In the present study, we observed a significant, two-fold increase in the prevalence of anemia in case of elevation of ESR, while elevated CRP was associated with non-significant 25% increase in anemia. However, in absence of the clinical criteria of disease activity, which constitutes a limitation for this study, the elevation of ESR should be interpreted with caution in the context of anemia. Indeed, anemia constitutes a factor that increases ESR owing to the fact that reduced hematocrit alters the upward flow of blood plasma resulting in faster aggregation of erythrocytes [37]. Thus, the reliability of using ESR as the sole indicator of disease activity is highly questionable in case of anemia.

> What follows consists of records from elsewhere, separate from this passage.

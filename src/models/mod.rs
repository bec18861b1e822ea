use chrono::{DateTime, Utc};
use serde::{Deserialize, Serialize};
use sqlx::{FromRow, PgPool};

/// An uploaded image. `path` is the name of its file in the image store.
#[derive(Debug, Clone, Serialize, Deserialize, FromRow)]
pub struct Image {
    pub id: i32,
    pub title: String,
    pub width: i32,
    pub height: i32,
    pub path: String,
    pub private: bool,
}

impl Image {
    /// Looks up a single image. `None` means not found; handlers turn that
    /// into a 404.
    pub async fn find(pool: &PgPool, id: i32) -> Result<Option<Image>, sqlx::Error> {
        sqlx::query_as(
            "SELECT id, title, width, height, path, private FROM images WHERE id = $1",
        )
        .bind(id)
        .fetch_optional(pool)
        .await
    }

    /// All publicly viewable images, in query order.
    pub async fn all_public(pool: &PgPool) -> Result<Vec<Image>, sqlx::Error> {
        sqlx::query_as(
            "SELECT id, title, width, height, path, private FROM images WHERE NOT private",
        )
        .fetch_all(pool)
        .await
    }

    /// Full-text search over titles of public images. An empty query string
    /// produces an empty tsquery, which matches nothing.
    pub async fn search(pool: &PgPool, query: &str) -> Result<Vec<Image>, sqlx::Error> {
        sqlx::query_as(
            "SELECT id, title, width, height, path, private FROM images \
             WHERE NOT private \
             AND (to_tsvector('simple', title) @@ plainto_tsquery('simple', $1))",
        )
        .bind(query)
        .fetch_all(pool)
        .await
    }

    /// Inserts a new image row and returns its generated id.
    pub async fn insert(
        pool: &PgPool,
        title: &str,
        path: &str,
        width: i32,
        height: i32,
        private: bool,
    ) -> Result<i32, sqlx::Error> {
        sqlx::query_scalar(
            "INSERT INTO images (title, path, width, height, private) \
             VALUES ($1, $2, $3, $4, $5) RETURNING id",
        )
        .bind(title)
        .bind(path)
        .bind(width)
        .bind(height)
        .bind(private)
        .fetch_one(pool)
        .await
    }
}

/// A comment on an image. Content is stored as-is; nothing here validates or
/// escapes what users type.
#[derive(Debug, Clone, Serialize, Deserialize, FromRow)]
pub struct Comment {
    pub image_id: i32,
    pub user_name: Option<String>,
    pub comment: Option<String>,
}

impl Comment {
    /// All comments for an image, in insertion order.
    pub async fn for_image(pool: &PgPool, image_id: i32) -> Result<Vec<Comment>, sqlx::Error> {
        sqlx::query_as("SELECT image_id, user_name, comment FROM comments WHERE image_id = $1")
            .bind(image_id)
            .fetch_all(pool)
            .await
    }

    /// Inserts a comment. A missing parent image surfaces as a foreign-key
    /// error from the database rather than a pre-checked validation failure.
    pub async fn insert(
        pool: &PgPool,
        image_id: i32,
        user_name: &str,
        comment: &str,
    ) -> Result<(), sqlx::Error> {
        sqlx::query("INSERT INTO comments (image_id, user_name, comment) VALUES ($1, $2, $3)")
            .bind(image_id)
            .bind(user_name)
            .bind(comment)
            .execute(pool)
            .await?;
        Ok(())
    }
}

/// Uploaded image metadata, zero-or-one row per image. Every field is
/// optional; absent fields stay NULL in storage and are omitted from the
/// wire document.
#[derive(Debug, Clone, Default, PartialEq, Serialize, Deserialize, FromRow)]
#[serde(rename_all = "camelCase")]
pub struct MetaData {
    #[serde(skip_serializing_if = "Option::is_none")]
    pub creation_time: Option<DateTime<Utc>>,
    #[serde(skip_serializing_if = "Option::is_none")]
    pub camera_make: Option<String>,
    #[serde(skip_serializing_if = "Option::is_none")]
    pub camera_model: Option<String>,
    #[serde(skip_serializing_if = "Option::is_none")]
    pub orientation: Option<i32>,
    #[serde(skip_serializing_if = "Option::is_none")]
    pub horizontal_ppi: Option<i32>,
    #[serde(skip_serializing_if = "Option::is_none")]
    pub vertical_ppi: Option<i32>,
    #[serde(skip_serializing_if = "Option::is_none")]
    pub shutter_speed: Option<f32>,
    #[serde(skip_serializing_if = "Option::is_none")]
    pub color_space: Option<String>,
}

impl MetaData {
    /// The metadata row for an image, if one was uploaded with it.
    pub async fn for_image(pool: &PgPool, image_id: i32) -> Result<Option<MetaData>, sqlx::Error> {
        sqlx::query_as(
            "SELECT creation_time, camera_make, camera_model, orientation, \
             horizontal_ppi, vertical_ppi, shutter_speed, color_space \
             FROM metadata WHERE image_id = $1",
        )
        .bind(image_id)
        .fetch_optional(pool)
        .await
    }

    /// Inserts the metadata row for a freshly uploaded image. Options bind
    /// directly, so absent fields land as NULL.
    pub async fn insert(pool: &PgPool, image_id: i32, meta: &MetaData) -> Result<(), sqlx::Error> {
        sqlx::query(
            "INSERT INTO metadata (image_id, creation_time, camera_make, camera_model, \
             orientation, horizontal_ppi, vertical_ppi, shutter_speed, color_space) \
             VALUES ($1, $2, $3, $4, $5, $6, $7, $8, $9)",
        )
        .bind(image_id)
        .bind(meta.creation_time)
        .bind(&meta.camera_make)
        .bind(&meta.camera_model)
        .bind(meta.orientation)
        .bind(meta.horizontal_ppi)
        .bind(meta.vertical_ppi)
        .bind(meta.shutter_speed)
        .bind(&meta.color_space)
        .execute(pool)
        .await?;
        Ok(())
    }
}

#[cfg(test)]
mod tests {
    use super::*;

    #[test]
    fn test_metadata_serializes_camel_case_and_skips_absent_fields() {
        let meta = MetaData {
            camera_make: Some("Canon".to_string()),
            orientation: Some(1),
            ..MetaData::default()
        };

        let json = serde_json::to_value(&meta).unwrap();
        assert_eq!(json["cameraMake"], "Canon");
        assert_eq!(json["orientation"], 1);
        assert!(json.get("cameraModel").is_none());
        assert!(json.get("shutterSpeed").is_none());
    }

    #[test]
    fn test_metadata_deserializes_camel_case() {
        let meta: MetaData =
            serde_json::from_str(r#"{"cameraModel": "EOS R5", "horizontalPpi": 300}"#).unwrap();
        assert_eq!(meta.camera_model.as_deref(), Some("EOS R5"));
        assert_eq!(meta.horizontal_ppi, Some(300));
        assert_eq!(meta.creation_time, None);
    }
}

This suggests that the significant association of anemia with ESR that was found in the present study is more probably due to ESR being caused by anemia. On the other hand, when combining ESR with CRP, we observed a substantial increase in the prevalence of anemia when both markers were elevated. Nonetheless, the latter finding was not statistically significant, probably due to the small sample size inducing type II error and reducing the power of the subgroup analysis. On the other hand, there was no agreement between ESR and CRP in indicating inflammation in the present cohort, and the agreement coefficient Kappa dropped from 0.140 to 0.024 in anemic patients with reference to the total study population. As a consequence, the validity of using ESR in composite scores measuring JIA disease activity, in case of anemia, should be further analyzed and may be substituted by CRP or other reliable inflammatory biomarkers.

5. Limitations

This study has some limitations that may impede the interpretation and generalizability of the results. The analysis of the correlation of anemia with disease activity was made difficult by the absence of clinical criteria enabling the calculation of severity and disease activity, such as the JADAS score. The significantly increased ESR level in anemic patients is probably the effect of anemia rather than being the effect of inflammation. Missing data about serum ferritin in approximately 50% of anemic patients hindered the exploration of the anemia mechanism. As such, the absence of data on hemoglobin electrophoresis in the majority of patients may also constitute a limitation in a population with a relatively high incidence of hemoglobinopathies. Other factors of anemia were not available such as disease duration, which would provide further insight into the issue.

6. Conclusion

Anemia is frequent among children with JIA and other rheumatological diseases, concerning approximately 50% of the patients and responding to anemia of inflammation as the major pathophysiological mechanism. It is likely to be more frequent at younger age and or in the early phase of the disease, as well as during disease exacerbations. The use of ESR levels in composite scoring methods measuring disease activity should be reviewed in anemic patients, given the independent association of anemia with high ESR levels. A scoring system for JIA activity including CRP or other inflammation biomarkers should be explored. Further research is warranted to provide more accurate insight into the pathophysiological mechanisms and clinical characteristics of anemia in JIA and other rheumatological diseases, measure its morbidity and provide efficient and evidence-based management strategies.

Conflicts of Interest

The authors declare no conflicts of interest regarding the publication of this paper.